Discussion

Schistosomiasis is a parasitic flatworm infection that afflicts over 200 million people worldwide. The drug praziquantel (PZQ) remains the key clinical therapy to treat schistosomiasis and has been used for several decades. PZQ is also used to treat other diseases caused by parasitic flatworms. The clinical formulation of PZQ is a racemate (±PZQ) composed of the enantiomers (R)-PZQ and (S)-PZQ. (R)-PZQ causes Ca²⁺ influx, spastic paralysis and tegumental damage of adult schistosomes – however the molecular targets that mediate these effects in the worm remain unknown. Here, we have identified a Ca²⁺-permeable ion channel that is activated by (R)-PZQ in the nanomolar range. This channel, christened Sm.TRPM_PZQ, is a member of the transient receptor potential melastatin (TRPM) channel subfamily. In heterologous expression assays, PZQ caused a long-lasting activation of Sm.TRPM_PZQ in the absence of clear desensitization. Concentration response analysis revealed that (R)-PZQ activated Sm.TRPM_PZQ with an EC₅₀ of 597±10nM in Ca²⁺ imaging analysis and this activation was stereoselective, with the (R)-PZQ evoking Ca²⁺ signals over a considerably lower concentration range than (S)-PZQ (EC₅₀ of 27.9±3.1µM).
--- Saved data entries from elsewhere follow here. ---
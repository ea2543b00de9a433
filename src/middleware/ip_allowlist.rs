use std::net::{IpAddr, SocketAddr};
use std::str::FromStr;

use axum::{
    extract::{ConnectInfo, Request, State},
    http::HeaderMap,
    middleware::Next,
    response::{IntoResponse, Response},
};

use crate::{error::HttpIpGatewayError, service::AppState};

/// Header inspected for client addresses reported by proxies.
const X_FORWARDED_FOR: &str = "x-forwarded-for";

#[tracing::instrument(skip(state, request, next))]
pub async fn enforce_ip_allowlist(
    State(state): State<AppState>,
    ConnectInfo(peer): ConnectInfo<SocketAddr>,
    request: Request,
    next: Next,
) -> Response {
    let candidates = candidate_ips(peer, request.headers());

    if candidates
        .iter()
        .any(|ip| state.configuration.is_ip_allowed(*ip))
    {
        return next.run(request).await;
    }

    tracing::warn!("Rejected request from {}", peer);
    HttpIpGatewayError::ForbiddenAccess.into_response()
}

/// All addresses the request can be attributed to. The peer address always
/// comes first, followed by every parseable entry of X-Forwarded-For.
fn candidate_ips(peer: SocketAddr, headers: &HeaderMap) -> Vec<IpAddr> {
    let mut ips = vec![peer.ip()];

    let forwarded = headers
        .get(X_FORWARDED_FOR)
        .and_then(|value| value.to_str().ok())
        .unwrap_or_default();
    ips.extend(forwarded.split(',').filter_map(parse_client_ip));

    ips
}

/// Parse a single forwarded entry. Entries may carry a port ("1.2.3.4:5678").
/// Entries that parse as neither an address nor an address:port pair are
/// skipped.
fn parse_client_ip(entry: &str) -> Option<IpAddr> {
    let entry = entry.trim();

    if let Ok(ip) = IpAddr::from_str(entry) {
        return Some(ip);
    }

    SocketAddr::from_str(entry).ok().map(|addr| addr.ip())
}
use std::net::{Ipv4Addr, SocketAddr};

use http_ip_gateway::{Configuration, HttpIpGatewayService};

/// A gateway running on an ephemeral local port.
pub struct TestApp {
    pub address: SocketAddr,
    pub client: reqwest::Client,
}

impl TestApp {
    /// Spawn a gateway that admits the IPv4 loopback address.
    pub async fn spawn() -> Self {
        Self::spawn_with_allowed_ips("127.0.0.1").await
    }

    /// Spawn a gateway with the given allowlist.
    pub async fn spawn_with_allowed_ips(allowed_ips: &str) -> Self {
        let configuration = Configuration::try_new(allowed_ips).expect("Invalid test allowlist");

        let service = HttpIpGatewayService::new(Ipv4Addr::LOCALHOST, 0, configuration)
            .await
            .expect("Failed to create service");
        let address = service.address().expect("Failed to get service address");

        tokio::spawn(service.run());

        TestApp {
            address,
            client: reqwest::Client::new(),
        }
    }
}
//! Smoke probe for a running gateway.
//!
//! The probe performs a single GET request against a gateway endpoint and
//! verifies two properties of the response: the status code is 200 and the
//! body text is exactly the greeting. Assertion failures and transport
//! failures are reported as distinct error variants so callers can tell a
//! misbehaving gateway apart from an unreachable one.

use std::time::Duration;

use reqwest::{IntoUrl, StatusCode};

/// Endpoint a locally running gateway is expected to listen on.
pub const DEFAULT_ENDPOINT: &str = "http://localhost:3000";

/// Body text a healthy gateway answers with.
pub const EXPECTED_BODY: &str = "Hello world";

/// How long the probe waits for the response before giving up.
///
/// Pinned here so the outcome does not depend on the HTTP client's own
/// default, which can vary between platforms and client versions. A request
/// exceeding this is reported as a transport failure.
pub const PROBE_TIMEOUT: Duration = Duration::from_secs(10);

/// Ways a probe can fail.
#[derive(thiserror::Error, Debug)]
pub enum ProbeError {
    /// The gateway answered with a status other than 200
    #[error("Expected status code {expected}, but got {actual}")]
    UnexpectedStatus {
        /// Status code a healthy gateway answers with
        expected: u16,
        /// Status code the gateway actually answered with
        actual: u16,
    },
    /// The gateway answered 200 but with an unexpected body
    #[error("Expected response text '{expected}', but got {actual}")]
    UnexpectedBody {
        /// Body text a healthy gateway answers with
        expected: &'static str,
        /// Body text the gateway actually answered with
        actual: String,
    },
    /// The request could not be completed at all
    #[error(transparent)]
    Transport(#[from] reqwest::Error),
}

/// Probe result type.
pub type ProbeResult<T> = Result<T, ProbeError>;

/// Perform one GET request against `endpoint` and validate the response.
///
/// Succeeds iff the gateway answers 200 with body [`EXPECTED_BODY`]. No
/// retries; every invocation makes exactly one outbound call and carries no
/// state over from previous invocations.
pub async fn check(endpoint: impl IntoUrl) -> ProbeResult<()> {
    let client = reqwest::Client::builder().timeout(PROBE_TIMEOUT).build()?;

    let response = client.get(endpoint).send().await?;

    let status = response.status();
    if status != StatusCode::OK {
        return Err(ProbeError::UnexpectedStatus {
            expected: StatusCode::OK.as_u16(),
            actual: status.as_u16(),
        });
    }

    let body = response.text().await?;
    if body != EXPECTED_BODY {
        return Err(ProbeError::UnexpectedBody {
            expected: EXPECTED_BODY,
            actual: body,
        });
    }

    Ok(())
}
Sm.TRPM_PZQ was expressed across various schistosome life cycle stages and was also present in other free-living and parasitic flatworms that exhibit sensitivity to PZQ. These data provide the first report of a schistosome target activated by PZQ and are consistent with Sm.TRPM_PZQ being a target of this clinically important therapeutic.